Tanner was silent for a few moments. “I just assumed I was buying everything and that it was covered. Stupid me.”
“Stupid you.”
“What was your personal business, anyway?”
“I was visiting your wife.”
“Excuse me? Wanda?”
“Yeah. I just wanted to see her one last time.”
“And how the hell did you pull that off? A person can’t just wander into the morgue and ask to see a body of someone they aren’t related to. Plus, she’s part of a murder investigation. They’d never let you in there.”
“No one let me in,” Porter said. “This is Wabanaki, man. There isn’t a hell of a lot of sophisticated security around these parts.”
“Obviously, since you managed to break into my grandmother’s house in the middle of the night.”
“Tanner, I live here, remember? I have a key to the main house in case of emergencies. I didn’t break in. I let myself in.”

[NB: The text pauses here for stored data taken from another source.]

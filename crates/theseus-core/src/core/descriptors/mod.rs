//! Molecular descriptors computed directly from the heavy-atom graph.
//!
//! Every value is a pure function of the structure. Descriptors that cannot be
//! computed for an otherwise valid structure are reported as `None` and the reason is
//! logged; the rest of the record is still filled in.

pub mod counts;
pub mod logp;
pub mod tpsa;

use crate::core::models::element::Element;
use crate::core::models::graph::MolecularGraph;
use crate::core::models::ids::AtomId;
use crate::core::models::molecule::Molecule;
use crate::core::models::topology::BondOrder;
use serde::{Deserialize, Serialize};
use thiserror::Error;
use tracing::{debug, instrument};

/// Number of descriptors that feed the fitness confidence.
pub const SCORED_DESCRIPTOR_COUNT: usize = 6;

/// The fixed descriptor record of one molecule.
#[derive(Debug, Clone, PartialEq, Serialize, Deserialize)]
pub struct Descriptors {
    pub molecular_weight: f64,
    pub logp: Option<f64>,
    pub tpsa: Option<f64>,
    pub hbd: u32,
    pub hba: u32,
    pub rotatable_bonds: u32,
    pub heavy_atom_count: u32,
    pub ring_count: u32,
    pub formula: String,
}

impl Descriptors {
    /// How many of the six scored descriptors (MW, LogP, TPSA, HBD, HBA, rotatable
    /// bonds) are available.
    pub fn available_count(&self) -> usize {
        4 + usize::from(self.logp.is_some()) + usize::from(self.tpsa.is_some())
    }
}

/// A descriptor that could not be computed for a valid structure.
#[derive(Debug, Clone, Error, PartialEq, Eq)]
#[error("{descriptor} unavailable: {reason}")]
pub struct DescriptorUnavailable {
    pub descriptor: &'static str,
    pub reason: String,
}

impl DescriptorUnavailable {
    pub(crate) fn new(descriptor: &'static str, reason: impl Into<String>) -> Self {
        Self {
            descriptor,
            reason: reason.into(),
        }
    }
}

#[instrument(level = "debug", skip_all, name = "describe")]
pub fn describe(molecule: &Molecule) -> Descriptors {
    describe_graph(molecule.graph())
}

/// Computes the descriptor record of a working graph.
pub fn describe_graph(graph: &MolecularGraph) -> Descriptors {
    Descriptors {
        molecular_weight: counts::molecular_weight(graph),
        logp: available(logp::logp(graph)),
        tpsa: available(tpsa::tpsa(graph)),
        hbd: counts::hydrogen_bond_donors(graph),
        hba: counts::hydrogen_bond_acceptors(graph),
        rotatable_bonds: counts::rotatable_bonds(graph),
        heavy_atom_count: graph.atom_count() as u32,
        ring_count: graph.cyclomatic_number() as u32,
        formula: counts::hill_formula(graph),
    }
}

fn available(result: Result<f64, DescriptorUnavailable>) -> Option<f64> {
    match result {
        Ok(value) => Some(value),
        Err(unavailable) => {
            debug!(
                descriptor = unavailable.descriptor,
                reason = %unavailable.reason,
                "Descriptor fell back to its sentinel"
            );
            None
        }
    }
}

/// Bond-order tally around one atom, counting heavy neighbours only.
#[derive(Debug, Clone, Copy, Default, PartialEq, Eq)]
pub(crate) struct BondTally {
    pub single: u8,
    pub double: u8,
    pub triple: u8,
    pub aromatic: u8,
}

impl BondTally {
    pub fn of(graph: &MolecularGraph, id: AtomId) -> Self {
        let mut tally = Self::default();
        for bond in graph.incident_bonds(id) {
            match bond.order {
                BondOrder::Single => tally.single += 1,
                BondOrder::Double => tally.double += 1,
                BondOrder::Triple => tally.triple += 1,
                BondOrder::Aromatic => tally.aromatic += 1,
            }
        }
        tally
    }
}

/// Whether `id` carries a double bond to an O, N, P or S atom.
pub(crate) fn has_double_bond_to_hetero(graph: &MolecularGraph, id: AtomId) -> bool {
    graph.incident_bonds(id).any(|bond| {
        bond.order == BondOrder::Double
            && bond
                .other(id)
                .and_then(|other| graph.atom(other))
                .is_some_and(|atom| {
                    matches!(atom.element, Element::O | Element::N | Element::P | Element::S)
                })
    })
}

#[cfg(test)]
mod tests {
    use super::*;
    use crate::core::io::smiles::SmilesAdapter;
    use crate::core::io::traits::StructureAdapter;

    fn describe_smiles(text: &str) -> Descriptors {
        describe(&SmilesAdapter::new(2).parse(text).unwrap())
    }

    #[test]
    fn paracetamol_reference_values() {
        let d = describe_smiles("CC(=O)Nc1ccc(O)cc1");
        assert!((d.molecular_weight - 151.16).abs() < 0.01, "{}", d.molecular_weight);
        assert!((d.tpsa.unwrap() - 49.33).abs() < 0.01);
        assert_eq!(d.hbd, 2);
        assert_eq!(d.hba, 2);
        assert_eq!(d.rotatable_bonds, 1);
        assert_eq!(d.heavy_atom_count, 11);
        assert_eq!(d.ring_count, 1);
        assert_eq!(d.formula, "C8H9NO2");
    }

    #[test]
    fn aspirin_reference_values() {
        let d = describe_smiles("CC(=O)Oc1ccccc1C(=O)O");
        assert!((d.molecular_weight - 180.16).abs() < 0.01, "{}", d.molecular_weight);
        assert!((d.tpsa.unwrap() - 63.6).abs() < 0.01);
        assert_eq!(d.hbd, 1);
        assert_eq!(d.hba, 3);
        assert_eq!(d.rotatable_bonds, 3);
        assert_eq!(d.formula, "C9H8O4");
        let logp = d.logp.unwrap();
        assert!(logp > 0.0 && logp < 2.0, "{logp}");
    }

    #[test]
    fn description_is_deterministic() {
        assert_eq!(
            describe_smiles("CC(=O)Nc1ccc(O)cc1"),
            describe_smiles("Oc1ccc(NC(C)=O)cc1")
        );
    }

    #[test]
    fn unsupported_elements_fall_back_without_aborting() {
        let d = describe_smiles("C[Si](C)(C)C");
        assert_eq!(d.logp, None);
        assert_eq!(d.tpsa, Some(0.0));
        assert_eq!(d.available_count(), 5);
        assert!(d.molecular_weight > 88.0);
    }

    #[test]
    fn bond_tally_counts_each_order() {
        let graph = crate::core::io::smiles::parser::parse_graph(
            "C=C(C#N)c1ccccc1",
            &Default::default(),
        )
        .unwrap();
        let (center, _) = graph
            .atoms_iter()
            .find(|(id, _)| graph.degree(*id) == 3 && !graph.atom(*id).unwrap().aromatic)
            .unwrap();
        let tally = BondTally::of(&graph, center);
        assert_eq!(tally.double, 1);
        assert_eq!(tally.single, 2);
        assert_eq!(tally.triple, 0);
    }
}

“There’s no emergency,” Tanner said. He stood up and suddenly felt a little light headed. “I think you should go. This is very creepy.”
“You think I should go, or should I go?”
“You should fucking go!” Tanner yelled. He grabbed the man by the arm and tried to yank him out of the chair, but he was stronger and heavier than he anticipated. “Why won’t you move?”
“I’m moving!” Porter said. He got to his feet and pushed Tanner as hard as he could with both of his arms. Tanner fell backward and bounced off the bed and onto the floor sending the lamp crashing to the floor. In near darkness again, the two men struggled. A punch was thrown. Then another. They shattered the floor length mirror on the back of the bathroom door. Pictures came off the walls. A cell phone went flying.